##### Dataset entries #####

//! Target value objects

use serde::{Deserialize, Deserializer, Serialize};
use std::str::FromStr;
use utoipa::ToSchema;

/// Which family of target a record belongs to
#[derive(Debug, Clone, Copy, PartialEq, Eq, Hash, Serialize, Deserialize, ToSchema)]
#[serde(rename_all = "snake_case")]
pub enum TargetKind {
    Maritime,
    Infrastructure,
}

impl std::fmt::Display for TargetKind {
    fn fmt(&self, f: &mut std::fmt::Formatter<'_>) -> std::fmt::Result {
        match self {
            Self::Maritime => write!(f, "maritime"),
            Self::Infrastructure => write!(f, "infrastructure"),
        }
    }
}

impl FromStr for TargetKind {
    type Err = String;

    fn from_str(s: &str) -> Result<Self, Self::Err> {
        match s.trim().to_ascii_lowercase().as_str() {
            "maritime" | "vessel" => Ok(Self::Maritime),
            "infrastructure" | "facility" => Ok(Self::Infrastructure),
            other => Err(format!("Unknown target kind: {}", other)),
        }
    }
}

/// Coarse security posture of a target
#[derive(Debug, Clone, Copy, PartialEq, Eq, Hash, Default, Serialize, ToSchema)]
#[serde(rename_all = "lowercase")]
pub enum SecurityLevel {
    #[default]
    Low,
    Medium,
    High,
}

impl SecurityLevel {
    pub const ALL: [SecurityLevel; 3] = [Self::Low, Self::Medium, Self::High];
}

impl std::fmt::Display for SecurityLevel {
    fn fmt(&self, f: &mut std::fmt::Formatter<'_>) -> std::fmt::Result {
        match self {
            Self::Low => write!(f, "low"),
            Self::Medium => write!(f, "medium"),
            Self::High => write!(f, "high"),
        }
    }
}

impl FromStr for SecurityLevel {
    type Err = String;

    fn from_str(s: &str) -> Result<Self, Self::Err> {
        match s.trim().to_ascii_lowercase().as_str() {
            "low" => Ok(Self::Low),
            "medium" => Ok(Self::Medium),
            "high" => Ok(Self::High),
            other => Err(format!("Unknown security level: {}", other)),
        }
    }
}

// Accepts any casing; unknown labels fall back to `low`.
impl<'de> Deserialize<'de> for SecurityLevel {
    fn deserialize<D: Deserializer<'de>>(deserializer: D) -> Result<Self, D::Error> {
        let raw = String::deserialize(deserializer)?;
        Ok(raw.parse().unwrap_or_default())
    }
}

/// Physical footprint of a facility
#[derive(Debug, Clone, Copy, PartialEq, Eq, Hash, Default, Serialize, Deserialize, ToSchema)]
pub enum FacilitySize {
    Small,
    #[default]
    Medium,
    Large,
}

impl FacilitySize {
    pub const ALL: [FacilitySize; 3] = [Self::Small, Self::Medium, Self::Large];
}

/// Geographic coordinates in decimal degrees
#[derive(Debug, Clone, Copy, PartialEq, Default, Serialize, Deserialize, ToSchema)]
pub struct Position {
    #[serde(default)]
    pub latitude: f64,
    #[serde(default)]
    pub longitude: f64,
}

/// Postal location of a facility
#[derive(Debug, Clone, PartialEq, Default, Serialize, Deserialize, ToSchema)]
#[serde(default)]
pub struct Location {
    pub city: String,
    pub state: String,
    pub country: String,
    pub coordinates: Position,
}

/// Deserialize a string that may arrive as a JSON number (e.g. an MMSI).
pub(crate) fn string_or_number<'de, D: Deserializer<'de>>(
    deserializer: D,
) -> Result<String, D::Error> {
    #[derive(Deserialize)]
    #[serde(untagged)]
    enum Raw {
        Text(String),
        Number(serde_json::Number),
    }

    Ok(match Raw::deserialize(deserializer)? {
        Raw::Text(text) => text,
        Raw::Number(number) => number.to_string(),
    })
}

#####

The data above should be copied exactly, with no line omitted.

//! Target value objects

use serde::{Deserialize, Deserializer, Serialize};
use std::str::FromStr;
use utoipa::ToSchema;

/// Which family of target a record belongs to
#[derive(Debug, Clone, Copy, PartialEq, Eq, Hash, Serialize, Deserialize, ToSchema)]
#[serde(rename_all = "snake_case")]
pub enum TargetKind {
    Maritime,
    Infrastructure,
}

impl std::fmt::Display for TargetKind {
    fn fmt(&self, f: &mut std::fmt::Formatter<'_>) -> std::fmt::Result {
        match self {
            Self::Maritime => write!(f, "maritime"),
            Self::Infrastructure => write!(f, "infrastructure"),
        }
    }
}

impl FromStr for TargetKind {
    type Err = String;

    fn from_str(s: &str) -> Result<Self, Self::Err> {
        match s.trim().to_ascii_lowercase().as_str() {
            "maritime" | "vessel" => Ok(Self::Maritime),
            "infrastructure" | "facility" => Ok(Self::Infrastructure),
            other => Err(format!("Unknown target kind: {}", other)),
        }
    }
}

/// Coarse security posture of a target
#[derive(Debug, Clone, Copy, PartialEq, Eq, Hash, Default, Serialize, ToSchema)]
#[serde(rename_all = "lowercase")]
pub enum SecurityLevel {
    #[default]
    Low,
    Medium,
    High,
}

impl SecurityLevel {
    pub const ALL: [SecurityLevel; 3] = [Self::Low, Self::Medium, Self::High];
}

impl std::fmt::Display for SecurityLevel {
    fn fmt(&self, f: &mut std::fmt::Formatter<'_>) -> std::fmt::Result {
        match self {
            Self::Low => write!(f, "low"),
            Self::Medium => write!(f, "medium"),
            Self::High => write!(f, "high"),
        }
    }
}

impl FromStr for SecurityLevel {
    type Err = String;

    fn from_str(s: &str) -> Result<Self, Self::Err> {
        match s.trim().to_ascii_lowercase().as_str() {
            "low" => Ok(Self::Low),
            "medium" => Ok(Self::Medium),
            "high" => Ok(Self::High),
            other => Err(format!("Unknown security level: {}", other)),
        }
    }
}

// Accepts any casing; unknown labels fall back to `low`.
impl<'de> Deserialize<'de> for SecurityLevel {
    fn deserialize<D: Deserializer<'de>>(deserializer: D) -> Result<Self, D::Error> {
        let raw = String::deserialize(deserializer)?;
        Ok(raw.parse().unwrap_or_default())
    }
}

/// Physical footprint of a facility
#[derive(Debug, Clone, Copy, PartialEq, Eq, Hash, Default, Serialize, Deserialize, ToSchema)]
pub enum FacilitySize {
    Small,
    #[default]
    Medium,
    Large,
}

impl FacilitySize {
    pub const ALL: [FacilitySize; 3] = [Self::Small, Self::Medium, Self::Large];
}

/// Geographic coordinates in decimal degrees
#[derive(Debug, Clone, Copy, PartialEq, Default, Serialize, Deserialize, ToSchema)]
pub struct Position {
    #[serde(default)]
    pub latitude: f64,
    #[serde(default)]
    pub longitude: f64,
}

/// Postal location of a facility
#[derive(Debug, Clone, PartialEq, Default, Serialize, Deserialize, ToSchema)]
#[serde(default)]
pub struct Location {
    pub city: String,
    pub state: String,
    pub country: String,
    pub coordinates: Position,
}

/// Deserialize a string that may arrive as a JSON number (e.g. an MMSI).
pub(crate) fn string_or_number<'de, D: Deserializer<'de>>(
    deserializer: D,
) -> Result<String, D::Error> {
    #[derive(Deserialize)]
    #[serde(untagged)]
    enum Raw {
        Text(String),
        Number(serde_json::Number),
    }

    Ok(match Raw::deserialize(deserializer)? {
        Raw::Text(text) => text,
        Raw::Number(number) => number.to_string(),
    })
}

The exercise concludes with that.